(Goal of the exercise) Look through the data below and work out how many lines hold "output"; state only the number.

(Dataset entries)
╭──

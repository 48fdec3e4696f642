//! # Structured Logging
//!
//! Initializes the `tracing` subscriber with configurable format (JSON or
//! pretty-printed) and environment-based filtering via `RUST_LOG`.
//!
//! All log output is written to stderr so that stdout carries nothing but
//! the command's JSON result.

use clap::ValueEnum;
use tracing_subscriber::{fmt, layer::SubscriberExt, util::SubscriberInitExt, EnvFilter};

/// Log output format.
#[derive(Debug, Clone, Copy, PartialEq, Eq, ValueEnum)]
pub enum LogFormat {
    /// Human-readable, colored output.
    Pretty,
    /// Machine-parseable JSON lines.
    Json,
}

/// Initialize the global tracing subscriber.
///
/// Call this exactly once, early in `main()`. `RUST_LOG` overrides
/// `default_level` when set, e.g.:
///
/// ```text
/// RUST_LOG=qcc_wallet=debug,qcc_protocol=debug
/// ```
pub fn init_logging(default_level: &str, format: LogFormat) {
    let env_filter =
        EnvFilter::try_from_default_env().unwrap_or_else(|_| EnvFilter::new(default_level));

    match format {
        LogFormat::Pretty => {
            tracing_subscriber::registry()
                .with(env_filter)
                .with(
                    fmt::layer()
                        .with_writer(std::io::stderr)
                        .with_target(true)
                        .with_file(true)
                        .with_line_number(true),
                )
                .init();
        }
        LogFormat::Json => {
            tracing_subscriber::registry()
                .with(env_filter)
                .with(fmt::layer().json().with_writer(std::io::stderr).with_target(true))
                .init();
        }
    }

    tracing::debug!("logging initialized (format={:?})", format);
}
//! # Amounts
//!
//! Token amounts cross three representations:
//!
//! - **Display** (`"1.5"`, `"2e-3"`): what a user types. Decimal, maybe in
//!   scientific notation.
//! - **Base units** (`"1500000000000000000"`): display × 10^18, a plain
//!   integer string. This is what goes into a transaction's `amount`.
//! - **History** (`"1.500000"`): base units back to display with a fixed
//!   number of decimals.
//!
//! Everything here is exact string/bignum arithmetic. No `f64` ever touches
//! an amount: 10^18 is well past the 2^53 limit where floats stop counting
//! in ones.

use std::fmt;
use std::str::FromStr;

use num_bigint::BigUint;
use thiserror::Error;

use crate::config::BASE_UNIT_DECIMALS;

/// Largest exponent magnitude accepted in scientific notation. Anything
/// bigger is not an amount, and expanding it would allocate without bound.
const MAX_EXPONENT: i64 = 1_000;

/// Errors from parsing or converting an amount.
#[derive(Debug, Clone, Error, PartialEq, Eq)]
pub enum AmountError {
    #[error("amount is empty")]
    Empty,

    #[error("amount must not be negative")]
    Negative,

    #[error("amount is not a decimal number: {0:?}")]
    NotNumeric(String),

    #[error("malformed exponent in {0:?}")]
    InvalidExponent(String),
}

// ---------------------------------------------------------------------------
// Scientific notation
// ---------------------------------------------------------------------------

/// Expands scientific notation into a plain decimal string.
///
/// Input without an exponent is validated and returned unchanged. With an
/// exponent, the result has no leading zeros in its integer part and no
/// trailing zeros in its fraction.
///
/// ```
/// use qcc_protocol::amount::unscientific_notation;
///
/// assert_eq!(unscientific_notation("1e+21").unwrap(), format!("1{}", "0".repeat(21)));
/// assert_eq!(unscientific_notation("5.5e-7").unwrap(), "0.00000055");
/// assert_eq!(unscientific_notation("123").unwrap(), "123");
/// ```
pub fn unscientific_notation(value: &str) -> Result<String, AmountError> {
    let parts = split_number(value)?;
    let Some(exponent) = parts.exponent else {
        return Ok(value.trim().to_string());
    };

    let digits = format!("{}{}", parts.int, parts.frac);
    let point = parts.int.len() as i64 + exponent;

    let (int, frac) = if point <= 0 {
        let zeros = "0".repeat(point.unsigned_abs() as usize);
        (String::new(), zeros + &digits)
    } else if point as usize >= digits.len() {
        let zeros = "0".repeat(point as usize - digits.len());
        (digits + &zeros, String::new())
    } else {
        let (i, f) = digits.split_at(point as usize);
        (i.to_string(), f.to_string())
    };

    Ok(join_decimal(&int, &frac))
}

/// Scales a display amount to base units (× 10^18).
///
/// Digits past the 18th decimal place are dropped; base units are integers.
///
/// ```
/// use qcc_protocol::amount::to_base_units;
///
/// assert_eq!(to_base_units("1").unwrap().to_string(), "1000000000000000000");
/// assert_eq!(to_base_units("0.25").unwrap().to_string(), "250000000000000000");
/// ```
pub fn to_base_units(amount: &str) -> Result<BaseUnits, AmountError> {
    let decimal = Decimal::parse(amount)?;
    Ok(BaseUnits(decimal.scaled(BASE_UNIT_DECIMALS)))
}

/// Converts base units back to a display amount with exactly `places`
/// decimals, rounding half up.
///
/// Accepts the same notations as [`to_base_units`], so a history record
/// holding `"1.5e+18"` still renders.
pub fn from_base_units(base: &str, places: u32) -> Result<String, AmountError> {
    let decimal = Decimal::parse(base)?;

    let divisor = pow10(BASE_UNIT_DECIMALS + decimal.scale);
    Ok(round_half_up(decimal.digits * pow10(places), &divisor, places))
}

/// Cuts `amount` to at most `places` decimals without rounding and strips
/// trailing zeros. A leading `-` is kept: this is for display, and
/// balances shown here can be negative.
pub fn format_amount(amount: &str, places: u32) -> Result<String, AmountError> {
    let trimmed = amount.trim();
    let (negative, magnitude) = match trimmed.strip_prefix('-') {
        Some(rest) => (true, rest),
        None => (false, trimmed),
    };

    let plain = unscientific_notation(magnitude)?;
    let (int, frac) = plain.split_once('.').unwrap_or((plain.as_str(), ""));
    let frac = &frac[..frac.len().min(places as usize)];

    let formatted = join_decimal(int, frac);
    if negative && formatted != "0" {
        Ok(format!("-{formatted}"))
    } else {
        Ok(formatted)
    }
}

// ---------------------------------------------------------------------------
// BaseUnits
// ---------------------------------------------------------------------------

/// A non-negative integer amount in base units.
///
/// Displays as a plain integer string, the form transaction payloads carry.
#[derive(Debug, Clone, PartialEq, Eq, PartialOrd, Ord, Hash, Default)]
pub struct BaseUnits(BigUint);

impl BaseUnits {
    pub fn new(value: BigUint) -> Self {
        Self(value)
    }

    pub fn as_biguint(&self) -> &BigUint {
        &self.0
    }

    pub fn into_inner(self) -> BigUint {
        self.0
    }

    pub fn is_zero(&self) -> bool {
        self.0 == BigUint::default()
    }

    /// Display amount with `places` decimals. See [`from_base_units`].
    pub fn to_display(&self, places: u32) -> String {
        round_half_up(&self.0 * pow10(places), &pow10(BASE_UNIT_DECIMALS), places)
    }
}

impl fmt::Display for BaseUnits {
    fn fmt(&self, f: &mut fmt::Formatter<'_>) -> fmt::Result {
        write!(f, "{}", self.0)
    }
}

impl FromStr for BaseUnits {
    type Err = AmountError;

    /// Parses a plain integer string of base units.
    fn from_str(s: &str) -> Result<Self, Self::Err> {
        let s = s.trim();
        if s.is_empty() {
            return Err(AmountError::Empty);
        }
        if s.starts_with('-') {
            return Err(AmountError::Negative);
        }
        if !s.bytes().all(|b| b.is_ascii_digit()) {
            return Err(AmountError::NotNumeric(s.to_string()));
        }
        BigUint::parse_bytes(s.as_bytes(), 10)
            .map(Self)
            .ok_or_else(|| AmountError::NotNumeric(s.to_string()))
    }
}

impl From<u64> for BaseUnits {
    fn from(value: u64) -> Self {
        Self(BigUint::from(value))
    }
}

// ---------------------------------------------------------------------------
// Parsing helpers
// ---------------------------------------------------------------------------

/// A decimal split into its lexical parts.
struct NumberParts<'a> {
    int: &'a str,
    frac: &'a str,
    exponent: Option<i64>,
}

/// `[+]digits[.digits][(e|E)[+|-]digits]`, surrounding whitespace ignored.
fn split_number(value: &str) -> Result<NumberParts<'_>, AmountError> {
    let s = value.trim();
    if s.is_empty() {
        return Err(AmountError::Empty);
    }
    if s.starts_with('-') {
        return Err(AmountError::Negative);
    }
    let s = s.strip_prefix('+').unwrap_or(s);

    let (mantissa, exponent) = match s.find(['e', 'E']) {
        Some(pos) => (&s[..pos], Some(parse_exponent(&s[pos + 1..], value)?)),
        None => (s, None),
    };

    let (int, frac) = mantissa.split_once('.').unwrap_or((mantissa, ""));
    let all_digits = |p: &str| p.bytes().all(|b| b.is_ascii_digit());
    if (int.is_empty() && frac.is_empty()) || !all_digits(int) || !all_digits(frac) {
        return Err(AmountError::NotNumeric(value.trim().to_string()));
    }

    Ok(NumberParts { int, frac, exponent })
}

fn parse_exponent(exp: &str, original: &str) -> Result<i64, AmountError> {
    let invalid = || AmountError::InvalidExponent(original.trim().to_string());
    let digits = exp.strip_prefix(['+', '-']).unwrap_or(exp);
    if digits.is_empty() || !digits.bytes().all(|b| b.is_ascii_digit()) {
        return Err(invalid());
    }
    let magnitude: i64 = digits.parse().map_err(|_| invalid())?;
    if magnitude > MAX_EXPONENT {
        return Err(invalid());
    }
    Ok(if exp.starts_with('-') { -magnitude } else { magnitude })
}

/// Joins integer and fraction digits, normalizing both ends.
fn join_decimal(int: &str, frac: &str) -> String {
    let int = int.trim_start_matches('0');
    let frac = frac.trim_end_matches('0');
    let int = if int.is_empty() { "0" } else { int };
    if frac.is_empty() {
        int.to_string()
    } else {
        format!("{int}.{frac}")
    }
}

/// An exact decimal: `digits / 10^scale`.
struct Decimal {
    digits: BigUint,
    scale: u32,
}

impl Decimal {
    fn parse(value: &str) -> Result<Self, AmountError> {
        let plain = unscientific_notation(value)?;
        let plain = plain.strip_prefix('+').unwrap_or(plain.as_str());
        let (int, frac) = plain.split_once('.').unwrap_or((plain, ""));
        let combined = format!("{int}{frac}");
        let digits = if combined.is_empty() {
            BigUint::default()
        } else {
            BigUint::parse_bytes(combined.as_bytes(), 10)
                .ok_or_else(|| AmountError::NotNumeric(value.trim().to_string()))?
        };
        Ok(Self {
            digits,
            scale: frac.len() as u32,
        })
    }

    /// `self × 10^places`, truncated to an integer.
    fn scaled(self, places: u32) -> BigUint {
        if self.scale <= places {
            self.digits * pow10(places - self.scale)
        } else {
            self.digits / pow10(self.scale - places)
        }
    }
}

fn pow10(exp: u32) -> BigUint {
    BigUint::from(10u32).pow(exp)
}

/// `numerator / divisor` rounded half up, rendered with `places` decimals.
fn round_half_up(numerator: BigUint, divisor: &BigUint, places: u32) -> String {
    let mut quotient = &numerator / divisor;
    if (numerator % divisor) * 2u32 >= *divisor {
        quotient += 1u32;
    }
    fixed_point(&quotient, places)
}

/// Renders `value / 10^places` with exactly `places` decimals.
fn fixed_point(value: &BigUint, places: u32) -> String {
    let places = places as usize;
    let digits = format!("{:0>width$}", value.to_string(), width = places + 1);
    if places == 0 {
        return digits;
    }
    let (int, frac) = digits.split_at(digits.len() - places);
    format!("{int}.{frac}")
}

#[cfg(test)]
mod tests {
    use super::*;

    #[test]
    fn test_unscientific_reference_cases() {
        assert_eq!(unscientific_notation("1e+21").unwrap(), format!("1{}", "0".repeat(21)));
        assert_eq!(unscientific_notation("5.5e-7").unwrap(), "0.00000055");
        assert_eq!(unscientific_notation("123").unwrap(), "123");
        assert_eq!(unscientific_notation("1000000000000000000").unwrap(), "1000000000000000000");
    }

    #[test]
    fn test_unscientific_table() {
        let cases = [
            ("1.5e21", "1500000000000000000000"),
            ("1.234e+1", "12.34"),
            ("1.234e1", "12.34"),
            ("1.5E+3", "1500"),
            ("1e0", "1"),
            ("0.5e1", "5"),
            ("1.50e1", "15"),
            ("1e-1", "0.1"),
            ("12.5e-1", "1.25"),
            ("123e-5", "0.00123"),
            ("0e-5", "0"),
            ("0e+5", "0"),
            ("1.7976931348623157e+30", "1797693134862315700000000000000"),
        ];
        for (input, expected) in cases {
            assert_eq!(unscientific_notation(input).unwrap(), expected, "input {input}");
        }
    }

    #[test]
    fn test_unscientific_rejects_garbage() {
        assert_eq!(unscientific_notation(""), Err(AmountError::Empty));
        assert_eq!(unscientific_notation("  "), Err(AmountError::Empty));
        assert_eq!(unscientific_notation("-1"), Err(AmountError::Negative));
        assert!(matches!(unscientific_notation("abc"), Err(AmountError::NotNumeric(_))));
        assert!(matches!(unscientific_notation("1.2.3"), Err(AmountError::NotNumeric(_))));
        assert!(matches!(unscientific_notation("."), Err(AmountError::NotNumeric(_))));
        assert!(matches!(unscientific_notation("e5"), Err(AmountError::NotNumeric(_))));
        assert!(matches!(unscientific_notation("1e"), Err(AmountError::InvalidExponent(_))));
        assert!(matches!(unscientific_notation("1e+"), Err(AmountError::InvalidExponent(_))));
        assert!(matches!(unscientific_notation("1e5.5"), Err(AmountError::InvalidExponent(_))));
        assert!(matches!(unscientific_notation("1e99999"), Err(AmountError::InvalidExponent(_))));
    }

    #[test]
    fn test_to_base_units() {
        let cases = [
            ("1", "1000000000000000000"),
            ("0", "0"),
            ("1000", "1000000000000000000000"),
            ("0.5", "500000000000000000"),
            (".5", "500000000000000000"),
            ("5.", "5000000000000000000"),
            ("0.000000000000000001", "1"),
            ("0.0000000000000000019", "1"),
            ("0.0000000000000000001", "0"),
            ("1e-18", "1"),
            ("5.5e-7", "550000000000"),
            ("123.456789", "123456789000000000000"),
            ("1e+3", "1000000000000000000000"),
            ("  2  ", "2000000000000000000"),
        ];
        for (input, expected) in cases {
            assert_eq!(to_base_units(input).unwrap().to_string(), expected, "input {input}");
        }
    }

    #[test]
    fn test_to_base_units_errors() {
        assert_eq!(to_base_units("-1"), Err(AmountError::Negative));
        assert_eq!(to_base_units(""), Err(AmountError::Empty));
        assert!(to_base_units("1,5").is_err());
        assert!(to_base_units("NaN").is_err());
        assert!(to_base_units("Infinity").is_err());
    }

    #[test]
    fn test_from_base_units_rounds_half_up() {
        assert_eq!(from_base_units("1000000000000000000", 6).unwrap(), "1.000000");
        assert_eq!(from_base_units("1500000000000000000", 6).unwrap(), "1.500000");
        assert_eq!(from_base_units("1234567500000000000", 6).unwrap(), "1.234568");
        assert_eq!(from_base_units("1234567499999999999", 6).unwrap(), "1.234567");
        assert_eq!(from_base_units("0", 6).unwrap(), "0.000000");
        assert_eq!(from_base_units("1", 6).unwrap(), "0.000000");
        assert_eq!(from_base_units("500000000000", 6).unwrap(), "0.000001");
        assert_eq!(from_base_units("1.5e+18", 2).unwrap(), "1.50");
        assert_eq!(from_base_units("2500000000000000000", 0).unwrap(), "3");
    }

    #[test]
    fn test_format_amount_truncates() {
        assert_eq!(format_amount("1.123456789", 8).unwrap(), "1.12345678");
        assert_eq!(format_amount("1.129", 2).unwrap(), "1.12");
        assert_eq!(format_amount("1.500", 8).unwrap(), "1.5");
        assert_eq!(format_amount("42", 8).unwrap(), "42");
        assert_eq!(format_amount("1.99", 0).unwrap(), "1");
        assert_eq!(format_amount("-1.239", 2).unwrap(), "-1.23");
        assert_eq!(format_amount("-0.001", 2).unwrap(), "0");
        assert_eq!(format_amount("007.10", 8).unwrap(), "7.1");
    }

    #[test]
    fn test_base_units_parse_and_display() {
        let b: BaseUnits = "1000000000000000000".parse().unwrap();
        assert_eq!(b.to_string(), "1000000000000000000");
        assert_eq!(b.to_display(6), "1.000000");
        assert!(BaseUnits::from(0).is_zero());
        assert_eq!("1.5".parse::<BaseUnits>(), Err(AmountError::NotNumeric("1.5".into())));
        assert_eq!("-5".parse::<BaseUnits>(), Err(AmountError::Negative));
        assert_eq!("".parse::<BaseUnits>(), Err(AmountError::Empty));
    }
}
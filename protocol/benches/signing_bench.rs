// Signing & verification benchmarks for the QCC signing core.
//
// Covers keypair derivation from a phrase, canonical hashing, envelope
// signing and verification, and batch verification at various sizes.

use criterion::{criterion_group, criterion_main, BenchmarkId, Criterion, Throughput};
use serde_json::json;

use qcc_protocol::clock::FixedClock;
use qcc_protocol::crypto::hash::{hash, tx_hash};
use qcc_protocol::crypto::keys::Keypair;
use qcc_protocol::crypto::signatures::{batch_verify, sign_message};
use qcc_protocol::identity::WalletIdentity;
use qcc_protocol::transaction::{verify_envelope, Signer, TransactionBuilder};

const ABANDON: &str = "abandon abandon abandon abandon abandon abandon \
                       abandon abandon abandon abandon abandon about";
const RECIPIENT: &str = "9d2fdce4c234c11b89484624934c181a2b13ce451a70";

fn bench_restore_from_mnemonic(c: &mut Criterion) {
    c.bench_function("identity/restore_mnemonic", |b| {
        b.iter(|| WalletIdentity::restore(ABANDON).unwrap());
    });
}

fn bench_canonical_hash(c: &mut Criterion) {
    let payload = json!({
        "type": "Send",
        "to": RECIPIENT,
        "amount": "1500000000000000000",
        "timestamp": 1_700_000_000_000_000u64,
        "from": "3d64dbc4b1ba36651c7d0304cb5f5bc077550bc48ee3",
    });

    c.bench_function("hash/canonical_payload", |b| {
        b.iter(|| hash(&payload));
    });
    c.bench_function("hash/tx_hash", |b| {
        b.iter(|| tx_hash(&payload, 1_700_000_000_000_000));
    });
}

fn bench_sign_transaction(c: &mut Criterion) {
    let keypair = Keypair::generate();
    let private_key = keypair.private_key_hex();
    let signer = Signer::with_clock(FixedClock(1_700_000_000_000_000));
    let tx = TransactionBuilder::send(RECIPIENT)
        .amount_tokens("1.5")
        .build()
        .unwrap();

    c.bench_function("envelope/sign_transaction", |b| {
        b.iter(|| signer.sign_transaction(&tx, &private_key).unwrap());
    });

    let envelope = signer.sign_transaction(&tx, &private_key).unwrap();
    c.bench_function("envelope/verify", |b| {
        b.iter(|| verify_envelope(&envelope).unwrap());
    });
}

fn bench_batch_verify(c: &mut Criterion) {
    let mut group = c.benchmark_group("ed25519/batch_verify");

    for size in [10, 50, 100, 500] {
        let items: Vec<_> = (0..size)
            .map(|i| {
                let kp = Keypair::generate();
                let msg = format!("{:014x}{}", i, "ab".repeat(32));
                let sig = sign_message(&kp, &msg);
                (kp.public_key(), msg, sig)
            })
            .collect();

        group.throughput(Throughput::Elements(size as u64));
        group.bench_with_input(BenchmarkId::from_parameter(size), &items, |b, items| {
            b.iter(|| batch_verify(items).unwrap());
        });
    }

    group.finish();
}

criterion_group!(
    benches,
    bench_restore_from_mnemonic,
    bench_canonical_hash,
    bench_sign_transaction,
    bench_batch_verify,
);
criterion_main!(benches);
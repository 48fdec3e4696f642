//! The signed envelope: the JSON object that actually goes over the wire.
//!
//! ```text
//! {"public_key":"<64 hex>","signature":"<128 hex>","<payload_key>":{...}}
//! ```
//!
//! Keys are emitted in that order. The broadcast endpoint does not care,
//! but existing clients produce this order and byte-identical output makes
//! envelopes diffable across implementations.

use serde::de::{self, Deserializer};
use serde::ser::{SerializeMap, Serializer};
use serde::{Deserialize, Serialize};
use serde_json::{Map, Value};

use crate::config::DEFAULT_PAYLOAD_KEY;

/// A signed payload plus the key that signed it.
#[derive(Debug, Clone, PartialEq, Eq)]
pub struct SignedEnvelope {
    /// Name of the payload field, usually `"transaction"`.
    pub payload_key: String,
    /// The signed payload, with `from` and `timestamp` filled in. `None`
    /// only for the legacy sentinel.
    pub payload: Option<Map<String, Value>>,
    /// Signer's public key, lowercase hex.
    pub public_key: String,
    /// Detached Ed25519 signature over the payload's time-hash, lowercase hex.
    pub signature: String,
}

impl SignedEnvelope {
    /// The legacy "invalid key" result: empty key, empty signature, no
    /// payload. Serializes to `{"public_key":"","signature":""}`.
    pub fn sentinel() -> Self {
        Self {
            payload_key: DEFAULT_PAYLOAD_KEY.to_string(),
            payload: None,
            public_key: String::new(),
            signature: String::new(),
        }
    }

    /// `true` if this envelope carries no signature. Such an envelope must
    /// never be broadcast.
    pub fn is_sentinel(&self) -> bool {
        self.public_key.is_empty() && self.signature.is_empty()
    }

    /// A field of the payload, if present.
    pub fn field(&self, key: &str) -> Option<&Value> {
        self.payload.as_ref().and_then(|p| p.get(key))
    }

    /// The payload's `timestamp`, if it is a non-negative integer.
    pub fn timestamp(&self) -> Option<u64> {
        self.field("timestamp").and_then(Value::as_u64)
    }

    /// The payload's `from` address.
    pub fn from_address(&self) -> Option<&str> {
        self.field("from").and_then(Value::as_str)
    }

    /// Compact JSON, ready for the request body.
    pub fn to_json(&self) -> Result<String, serde_json::Error> {
        serde_json::to_string(self)
    }

    pub fn from_json(json: &str) -> Result<Self, serde_json::Error> {
        serde_json::from_str(json)
    }
}

impl Serialize for SignedEnvelope {
    fn serialize<S: Serializer>(&self, serializer: S) -> Result<S::Ok, S::Error> {
        let len = if self.payload.is_some() { 3 } else { 2 };
        let mut map = serializer.serialize_map(Some(len))?;
        map.serialize_entry("public_key", &self.public_key)?;
        map.serialize_entry("signature", &self.signature)?;
        if let Some(payload) = &self.payload {
            map.serialize_entry(&self.payload_key, payload)?;
        }
        map.end()
    }
}

impl<'de> Deserialize<'de> for SignedEnvelope {
    /// Accepts the three keys in any order. The payload key is whichever
    /// remaining key holds an object.
    fn deserialize<D: Deserializer<'de>>(deserializer: D) -> Result<Self, D::Error> {
        let mut raw = Map::<String, Value>::deserialize(deserializer)?;

        let public_key = take_string(&mut raw, "public_key")?;
        let signature = take_string(&mut raw, "signature")?;

        let payload_key = raw
            .iter()
            .find(|(_, v)| v.is_object())
            .map(|(k, _)| k.clone());

        let (payload_key, payload) = match payload_key {
            Some(key) => {
                let payload = match raw.remove(&key) {
                    Some(Value::Object(map)) => Some(map),
                    _ => None,
                };
                (key, payload)
            }
            None => (DEFAULT_PAYLOAD_KEY.to_string(), None),
        };

        Ok(Self {
            payload_key,
            payload,
            public_key,
            signature,
        })
    }
}

fn take_string<E: de::Error>(raw: &mut Map<String, Value>, key: &'static str) -> Result<String, E> {
    match raw.remove(key) {
        Some(Value::String(s)) => Ok(s),
        Some(_) => Err(E::custom(format!("`{key}` must be a string"))),
        None => Err(E::missing_field(key)),
    }
}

╰──

(Written response) 4